_Task to complete_. Return each line of the records below that contains the word "expect".

(Collected data entries)
**********

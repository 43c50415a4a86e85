use std::fmt;

use thiserror::Error;

#[derive(Debug, Error, PartialEq, Eq)]
pub enum CatalogError {
    #[error("unknown entity kind: {0}")]
    UnknownEntity(String),
}

/// Per-field validation messages, in field order.
#[derive(Debug, Clone, Default, PartialEq, Eq)]
pub struct FormErrors {
    fields: Vec<(&'static str, String)>,
}

impl FormErrors {
    pub fn new() -> Self {
        Self::default()
    }

    pub fn push(&mut self, field: &'static str, message: impl Into<String>) {
        self.fields.push((field, message.into()));
    }

    pub fn is_empty(&self) -> bool {
        self.fields.is_empty()
    }

    pub fn get(&self, field: &str) -> Option<&str> {
        self.fields
            .iter()
            .find(|(name, _)| *name == field)
            .map(|(_, msg)| msg.as_str())
    }

    pub fn iter(&self) -> impl Iterator<Item = (&'static str, &str)> {
        self.fields.iter().map(|(name, msg)| (*name, msg.as_str()))
    }
}

impl fmt::Display for FormErrors {
    fn fmt(&self, f: &mut fmt::Formatter<'_>) -> fmt::Result {
        let messages: Vec<&str> = self.fields.iter().map(|(_, msg)| msg.as_str()).collect();
        f.write_str(&messages.join("; "))
    }
}

impl std::error::Error for FormErrors {}
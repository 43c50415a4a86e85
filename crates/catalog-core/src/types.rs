use serde::{Deserialize, Serialize};
use std::fmt;
use std::str::FromStr;

use crate::error::CatalogError;

pub type AlbumId = i64;
pub type SongId = i64;

// ─── Entities ─────────────────────────────────────────────────────

#[derive(Debug, Clone, PartialEq, Eq, Serialize, Deserialize)]
pub struct Album {
    pub id: AlbumId,
    pub title: String,
    pub release_date: String,
    #[serde(default)]
    pub coverart_url: Option<String>,
    #[serde(default)]
    pub songs: Vec<Song>,
}

#[derive(Debug, Clone, PartialEq, Eq, Serialize, Deserialize)]
pub struct Song {
    pub id: SongId,
    pub title: String,
    pub duration_seconds: u32,
    pub track_number: u32,
    #[serde(deserialize_with = "bool_or_int")]
    pub is_single: bool,
    pub album_id: AlbumId,
    /// Joined by the list endpoint; absent on create/update responses.
    #[serde(default, skip_serializing_if = "Option::is_none")]
    pub album_title: Option<String>,
}

/// SQLite-backed APIs hand booleans back as `0`/`1`.
fn bool_or_int<'de, D>(deserializer: D) -> Result<bool, D::Error>
where
    D: serde::Deserializer<'de>,
{
    #[derive(Deserialize)]
    #[serde(untagged)]
    enum Flag {
        Bool(bool),
        Int(i64),
    }
    Ok(match Flag::deserialize(deserializer)? {
        Flag::Bool(b) => b,
        Flag::Int(n) => n != 0,
    })
}

// ─── Form payloads ────────────────────────────────────────────────

/// Body of `POST /albums` and `PUT /albums/{id}`.
#[derive(Debug, Clone, PartialEq, Eq, Serialize, Deserialize)]
pub struct AlbumFormData {
    pub title: String,
    pub release_date: String,
    pub coverart_url: Option<String>,
}

impl From<&Album> for AlbumFormData {
    fn from(album: &Album) -> Self {
        Self {
            title: album.title.clone(),
            release_date: album.release_date.clone(),
            coverart_url: album.coverart_url.clone(),
        }
    }
}

/// Body of `POST /songs` and `PUT /songs/{id}`.
#[derive(Debug, Clone, PartialEq, Eq, Serialize, Deserialize)]
pub struct SongFormData {
    pub title: String,
    pub duration_seconds: u32,
    pub track_number: u32,
    pub is_single: bool,
    pub album_id: AlbumId,
}

impl From<&Song> for SongFormData {
    fn from(song: &Song) -> Self {
        Self {
            title: song.title.clone(),
            duration_seconds: song.duration_seconds,
            track_number: song.track_number,
            is_single: song.is_single,
            album_id: song.album_id,
        }
    }
}

// ─── Response envelopes ───────────────────────────────────────────

#[derive(Debug, Clone, Deserialize)]
pub struct AlbumsEnvelope {
    pub albums: Vec<Album>,
}

#[derive(Debug, Clone, Deserialize)]
pub struct AlbumEnvelope {
    pub album: Album,
}

#[derive(Debug, Clone, Deserialize)]
pub struct SongsEnvelope {
    pub songs: Vec<Song>,
}

#[derive(Debug, Clone, Deserialize)]
pub struct SongEnvelope {
    pub song: Song,
}

/// Application-level error payload: `{ "error": "..." }`.
#[derive(Debug, Clone, Deserialize)]
pub struct ErrorBody {
    pub error: Option<String>,
}

// ─── Subject ──────────────────────────────────────────────────────

#[derive(Debug, Clone, Copy, PartialEq, Eq, Hash, Serialize, Deserialize)]
#[serde(rename_all = "snake_case")]
pub enum EntityKind {
    Album,
    Song,
}

impl EntityKind {
    pub fn as_str(self) -> &'static str {
        match self {
            Self::Album => "album",
            Self::Song => "song",
        }
    }
}

impl fmt::Display for EntityKind {
    fn fmt(&self, f: &mut fmt::Formatter<'_>) -> fmt::Result {
        f.write_str(self.as_str())
    }
}

impl FromStr for EntityKind {
    type Err = CatalogError;

    fn from_str(s: &str) -> Result<Self, Self::Err> {
        match s.to_ascii_lowercase().as_str() {
            "album" | "albums" => Ok(Self::Album),
            "song" | "songs" => Ok(Self::Song),
            _ => Err(CatalogError::UnknownEntity(s.to_string())),
        }
    }
}

/// The entity an action targets. `New` stands for the create form of a kind,
/// which has no id until the server assigns one.
#[derive(Debug, Clone, Copy, PartialEq, Eq, Hash)]
pub enum Subject {
    Existing { kind: EntityKind, id: i64 },
    New(EntityKind),
}

impl Subject {
    pub fn album(id: AlbumId) -> Self {
        Self::Existing {
            kind: EntityKind::Album,
            id,
        }
    }

    pub fn song(id: SongId) -> Self {
        Self::Existing {
            kind: EntityKind::Song,
            id,
        }
    }

    pub fn kind(self) -> EntityKind {
        match self {
            Self::Existing { kind, .. } | Self::New(kind) => kind,
        }
    }

    pub fn id(self) -> Option<i64> {
        match self {
            Self::Existing { id, .. } => Some(id),
            Self::New(_) => None,
        }
    }
}

impl fmt::Display for Subject {
    fn fmt(&self, f: &mut fmt::Formatter<'_>) -> fmt::Result {
        match self {
            Self::Existing { kind, id } => write!(f, "{kind} {id}"),
            Self::New(kind) => write!(f, "new {kind}"),
        }
    }
}

#[cfg(test)]
mod tests {
    use super::*;

    #[test]
    fn song_accepts_integer_flag() {
        let song: Song = serde_json::from_value(serde_json::json!({
            "id": 7,
            "title": "Something",
            "duration_seconds": 182,
            "track_number": 2,
            "is_single": 1,
            "album_id": 3,
            "album_title": "Abbey Road",
        }))
        .expect("song");
        assert!(song.is_single);
        assert_eq!(song.album_title.as_deref(), Some("Abbey Road"));
    }

    #[test]
    fn album_tolerates_missing_songs_and_cover() {
        let album: Album = serde_json::from_value(serde_json::json!({
            "id": 1,
            "title": "Revolver",
            "release_date": "1966-08-05",
        }))
        .expect("album");
        assert!(album.songs.is_empty());
        assert!(album.coverart_url.is_none());
    }

    #[test]
    fn album_form_serializes_null_cover() {
        let form = AlbumFormData {
            title: "Help!".into(),
            release_date: "1965-08-06".into(),
            coverart_url: None,
        };
        let v = serde_json::to_value(&form).expect("json");
        assert!(v["coverart_url"].is_null());
    }

    #[test]
    fn entity_kind_parses_plural() {
        assert_eq!("Songs".parse::<EntityKind>().ok(), Some(EntityKind::Song));
        assert!("playlist".parse::<EntityKind>().is_err());
    }

    #[test]
    fn subject_display() {
        assert_eq!(Subject::song(42).to_string(), "song 42");
        assert_eq!(Subject::New(EntityKind::Album).to_string(), "new album");
        assert_eq!(Subject::album(3).id(), Some(3));
        assert_eq!(Subject::New(EntityKind::Song).id(), None);
    }
}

**********

_Final answer_.
        .expect("song");
        .expect("album");
        let v = serde_json::to_value(&form).expect("json");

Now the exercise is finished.